[Start of section]
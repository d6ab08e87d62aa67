// ============================================
// File: crates/sealrpc-transport/src/tls.rs
// ============================================
//! # TLS over TCP
//!
//! ## Creation Reason
//! Provides the only way bytes enter or leave an RPC connection: a TCP
//! socket wrapped in TLS. There is no plaintext path.
//!
//! ## Main Functionality
//! - `TlsListener`: bound TCP listener carrying the server identity
//! - `server_handshake`: TLS accept for one TCP stream
//! - `dial`: TCP connect + TLS handshake verified against trust anchors
//! - `server_name_for`: TLS server name derived from `host:port`
//!
//! ## Design Choices
//! - Uses SO_REUSEADDR for quick rebinding after restart
//! - TCP accept and TLS handshake are separate steps so the accept loop
//!   never waits on a slow handshake
//! - Atomic shutdown flag for coordinated cleanup
//!
//! ## ⚠️ Important Note for Next Developer
//! - Handshake failures are per connection; never let them stop the listener
//! - The server name must match a SAN in the server certificate
//!
//! ## Last Modified
//! v0.1.0 - Initial TLS transport implementation

use std::net::SocketAddr;
use std::sync::atomic::{AtomicBool, Ordering};

use async_trait::async_trait;
use rustls::pki_types::ServerName;
use socket2::{Domain, Protocol, Socket, Type};
use tokio::net::{TcpListener, TcpStream};
use tokio_rustls::client::TlsStream as ClientTlsStream;
use tokio_rustls::server::TlsStream as ServerTlsStream;
use tokio_rustls::{TlsAcceptor, TlsConnector};
use tracing::{debug, info, warn};

use sealrpc_core::credentials::{ServerIdentity, TrustAnchors};

use crate::error::{Result, TransportError};
use crate::traits::{Listener, PeerInfo};

/// Pending-connection queue length passed to `listen`.
const LISTEN_BACKLOG: i32 = 1024;

// ============================================
// TlsListener
// ============================================

/// TCP listener that hands out streams for TLS acceptance.
///
/// # Example
/// ```ignore
/// use sealrpc_transport::{server_handshake, Listener, TlsListener};
///
/// let listener = TlsListener::bind("0.0.0.0:8443", &identity).await?;
/// let (tcp, peer) = listener.accept().await?;
/// let tls = server_handshake(&listener.acceptor(), tcp, &peer).await?;
/// ```
pub struct TlsListener {
    /// Underlying TCP listener
    listener: TcpListener,
    /// TLS acceptor built from the server identity
    acceptor: TlsAcceptor,
    /// Local address we're bound to
    local_addr: SocketAddr,
    /// Shutdown flag
    shutdown: AtomicBool,
}

impl TlsListener {
    /// Binds a listener to the specified address.
    ///
    /// # Arguments
    /// * `addr` - Address to bind to (e.g., "0.0.0.0:8443")
    /// * `identity` - Certificate and key presented to clients
    ///
    /// # Errors
    /// - `InvalidAddress`: If `addr` is not a socket address
    /// - `BindFailed`: If binding fails
    /// - `AddressInUse`: If address is already in use
    pub async fn bind(addr: impl AsRef<str>, identity: &ServerIdentity) -> Result<Self> {
        let addr_str = addr.as_ref();
        let socket_addr: SocketAddr =
            addr_str
                .parse()
                .map_err(|_| TransportError::InvalidAddress {
                    addr: addr_str.to_string(),
                })?;

        Self::bind_addr(socket_addr, identity).await
    }

    /// Binds a listener to the specified socket address.
    ///
    /// # Errors
    /// Returns error if binding fails.
    pub async fn bind_addr(addr: SocketAddr, identity: &ServerIdentity) -> Result<Self> {
        info!("Binding TLS listener to {}", addr);

        let domain = if addr.is_ipv4() {
            Domain::IPV4
        } else {
            Domain::IPV6
        };

        let socket = Socket::new(domain, Type::STREAM, Some(Protocol::TCP))
            .map_err(|e| TransportError::io("creating TCP socket", e))?;

        socket
            .set_reuse_address(true)
            .map_err(|e| TransportError::io("setting SO_REUSEADDR", e))?;

        socket
            .set_nonblocking(true)
            .map_err(|e| TransportError::io("setting non-blocking", e))?;

        socket.bind(&addr.into()).map_err(|e| {
            if e.kind() == std::io::ErrorKind::AddrInUse {
                TransportError::AddressInUse { addr }
            } else {
                TransportError::bind_failed(addr, e.to_string())
            }
        })?;

        socket
            .listen(LISTEN_BACKLOG)
            .map_err(|e| TransportError::bind_failed(addr, e.to_string()))?;

        let std_listener: std::net::TcpListener = socket.into();
        let listener = TcpListener::from_std(std_listener)
            .map_err(|e| TransportError::io("converting to Tokio listener", e))?;

        let local_addr = listener
            .local_addr()
            .map_err(|e| TransportError::io("getting local address", e))?;

        info!("TLS listener bound to {}", local_addr);

        Ok(Self {
            listener,
            acceptor: TlsAcceptor::from(identity.tls_config()),
            local_addr,
            shutdown: AtomicBool::new(false),
        })
    }

    /// Returns a handle for performing TLS accepts off the accept loop.
    #[must_use]
    pub fn acceptor(&self) -> TlsAcceptor {
        self.acceptor.clone()
    }

    /// Checks if the listener has been shut down.
    #[must_use]
    pub fn is_shutdown(&self) -> bool {
        self.shutdown.load(Ordering::Acquire)
    }
}

#[async_trait]
impl Listener for TlsListener {
    type Stream = TcpStream;

    async fn accept(&self) -> Result<(TcpStream, PeerInfo)> {
        if self.is_shutdown() {
            return Err(TransportError::ShuttingDown);
        }

        let (stream, addr) = self
            .listener
            .accept()
            .await
            .map_err(|e| TransportError::io("accepting connection", e))?;

        if let Err(e) = stream.set_nodelay(true) {
            debug!(peer = %addr, error = %e, "Failed to set TCP_NODELAY");
        }

        Ok((stream, PeerInfo::new(addr)))
    }

    fn local_addr(&self) -> Result<SocketAddr> {
        Ok(self.local_addr)
    }

    fn shutdown(&self) {
        if !self.shutdown.swap(true, Ordering::AcqRel) {
            debug!(addr = %self.local_addr, "TLS listener shut down");
        }
    }

    fn is_active(&self) -> bool {
        !self.is_shutdown()
    }
}

impl std::fmt::Debug for TlsListener {
    fn fmt(&self, f: &mut std::fmt::Formatter<'_>) -> std::fmt::Result {
        f.debug_struct("TlsListener")
            .field("local_addr", &self.local_addr)
            .field("shutdown", &self.is_shutdown())
            .finish_non_exhaustive()
    }
}

// ============================================
// Handshakes
// ============================================

/// Performs the server side of the TLS handshake on an accepted stream.
///
/// # Errors
/// Returns `Handshake` if the client aborts or fails negotiation.
pub async fn server_handshake(
    acceptor: &TlsAcceptor,
    stream: TcpStream,
    peer: &PeerInfo,
) -> Result<ServerTlsStream<TcpStream>> {
    acceptor.accept(stream).await.map_err(|e| {
        warn!(peer = %peer.addr, error = %e, "TLS handshake failed");
        TransportError::handshake(peer.addr, e.to_string())
    })
}

/// Connects to `address` and completes a TLS handshake.
///
/// The server certificate must chain to one of `trust` and be valid for
/// `server_name`.
///
/// # Errors
/// - `InvalidServerName` if `server_name` is neither a DNS name nor an IP
/// - `ConnectFailed` if the TCP connection cannot be opened
/// - `Handshake` if the server certificate is rejected
pub async fn dial(
    trust: &TrustAnchors,
    address: &str,
    server_name: &str,
) -> Result<(ClientTlsStream<TcpStream>, PeerInfo)> {
    let name = ServerName::try_from(server_name.to_string()).map_err(|_| {
        TransportError::InvalidServerName {
            name: server_name.to_string(),
        }
    })?;

    debug!(addr = %address, server_name = %server_name, "Dialing");

    let tcp = TcpStream::connect(address)
        .await
        .map_err(|e| TransportError::connect_failed(address, e.to_string()))?;
    let peer_addr = tcp
        .peer_addr()
        .map_err(|e| TransportError::io("getting peer address", e))?;
    if let Err(e) = tcp.set_nodelay(true) {
        debug!(peer = %peer_addr, error = %e, "Failed to set TCP_NODELAY");
    }

    let connector = TlsConnector::from(trust.tls_config());
    let tls = connector
        .connect(name, tcp)
        .await
        .map_err(|e| TransportError::handshake(peer_addr, e.to_string()))?;

    info!(peer = %peer_addr, "TLS session established");

    Ok((tls, PeerInfo::new(peer_addr)))
}

/// Extracts the host part of a `host:port` or `[v6]:port` address.
///
/// # Errors
/// Returns `InvalidAddress` if there is no port separator or the host is
/// empty.
pub fn server_name_for(address: &str) -> Result<String> {
    let invalid = || TransportError::InvalidAddress {
        addr: address.to_string(),
    };

    if let Some(rest) = address.strip_prefix('[') {
        let (host, port) = rest.split_once(']').ok_or_else(invalid)?;
        if host.is_empty() || !port.starts_with(':') {
            return Err(invalid());
        }
        return Ok(host.to_string());
    }

    let (host, port) = address.rsplit_once(':').ok_or_else(invalid)?;
    if host.is_empty() || port.is_empty() || host.contains(':') {
        return Err(invalid());
    }
    Ok(host.to_string())
}

// ============================================
// Tests
// ============================================

#[cfg(test)]
mod tests {
    use super::*;
    use tokio::io::{AsyncReadExt, AsyncWriteExt};

    fn credentials() -> (ServerIdentity, TrustAnchors) {
        let certified = rcgen::generate_simple_self_signed(vec![
            "localhost".to_string(),
            "127.0.0.1".to_string(),
        ])
        .unwrap();
        let cert = certified.cert.pem();
        let key = certified.key_pair.serialize_pem();
        (
            ServerIdentity::from_pem(cert.as_bytes(), key.as_bytes()).unwrap(),
            TrustAnchors::from_pem(cert.as_bytes()).unwrap(),
        )
    }

    #[tokio::test]
    async fn test_bind_and_local_addr() {
        let (identity, _) = credentials();
        let listener = TlsListener::bind("127.0.0.1:0", &identity).await.unwrap();
        let addr = listener.local_addr().unwrap();
        assert!(addr.port() > 0);
        assert!(listener.is_active());
    }

    #[tokio::test]
    async fn test_invalid_bind_address() {
        let (identity, _) = credentials();
        let result = TlsListener::bind("not-an-address", &identity).await;
        assert!(matches!(result, Err(TransportError::InvalidAddress { .. })));
    }

    #[cfg(target_os = "linux")]
    #[tokio::test]
    async fn test_bind_address_in_use() {
        let (identity, _) = credentials();
        let first = TlsListener::bind("127.0.0.1:0", &identity).await.unwrap();
        let addr = first.local_addr().unwrap();

        let second = TlsListener::bind_addr(addr, &identity).await;
        assert!(matches!(second, Err(TransportError::AddressInUse { .. })));
    }

    #[tokio::test]
    async fn test_handshake_and_echo() {
        let (identity, trust) = credentials();
        let listener = TlsListener::bind("127.0.0.1:0", &identity).await.unwrap();
        let addr = listener.local_addr().unwrap();
        let acceptor = listener.acceptor();

        let server = tokio::spawn(async move {
            let (tcp, peer) = listener.accept().await.unwrap();
            let mut tls = server_handshake(&acceptor, tcp, &peer).await.unwrap();
            let mut buf = [0u8; 5];
            tls.read_exact(&mut buf).await.unwrap();
            tls.write_all(&buf).await.unwrap();
            tls.flush().await.unwrap();
        });

        let (mut tls, peer) = dial(&trust, &addr.to_string(), "localhost").await.unwrap();
        assert_eq!(peer.addr, addr);
        tls.write_all(b"hello").await.unwrap();
        tls.flush().await.unwrap();

        let mut buf = [0u8; 5];
        tls.read_exact(&mut buf).await.unwrap();
        assert_eq!(&buf, b"hello");
        server.await.unwrap();
    }

    #[tokio::test]
    async fn test_untrusted_server_is_rejected() {
        let (identity, _) = credentials();
        let (_, other_trust) = credentials();
        let listener = TlsListener::bind("127.0.0.1:0", &identity).await.unwrap();
        let addr = listener.local_addr().unwrap();
        let acceptor = listener.acceptor();

        tokio::spawn(async move {
            let (tcp, peer) = listener.accept().await.unwrap();
            let _ = server_handshake(&acceptor, tcp, &peer).await;
        });

        let result = dial(&other_trust, &addr.to_string(), "localhost").await;
        assert!(matches!(result, Err(TransportError::Handshake { .. })));
    }

    #[tokio::test]
    async fn test_dial_without_listener() {
        let (identity, trust) = credentials();
        let listener = TlsListener::bind("127.0.0.1:0", &identity).await.unwrap();
        let addr = listener.local_addr().unwrap();
        drop(listener);

        let result = dial(&trust, &addr.to_string(), "localhost").await;
        assert!(matches!(result, Err(TransportError::ConnectFailed { .. })));
    }

    #[tokio::test]
    async fn test_accept_after_shutdown() {
        let (identity, _) = credentials();
        let listener = TlsListener::bind("127.0.0.1:0", &identity).await.unwrap();
        listener.shutdown();
        assert!(!listener.is_active());
        assert!(matches!(
            listener.accept().await,
            Err(TransportError::ShuttingDown)
        ));
    }

    #[test]
    fn test_server_name_for() {
        assert_eq!(server_name_for("localhost:8443").unwrap(), "localhost");
        assert_eq!(server_name_for("10.0.0.1:1").unwrap(), "10.0.0.1");
        assert_eq!(server_name_for("[::1]:8443").unwrap(), "::1");
        assert!(server_name_for("localhost").is_err());
        assert!(server_name_for(":8443").is_err());
        assert!(server_name_for("::1:8443").is_err());
    }
}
[End of section]
EXERCISE BRIEF: Wherever the string "hello" occurs in the records above, copy that line.

SOLUTION FOR THIS PROBLEM:
        tls.write_all(b"hello").await.unwrap();
        assert_eq!(&buf, b"hello");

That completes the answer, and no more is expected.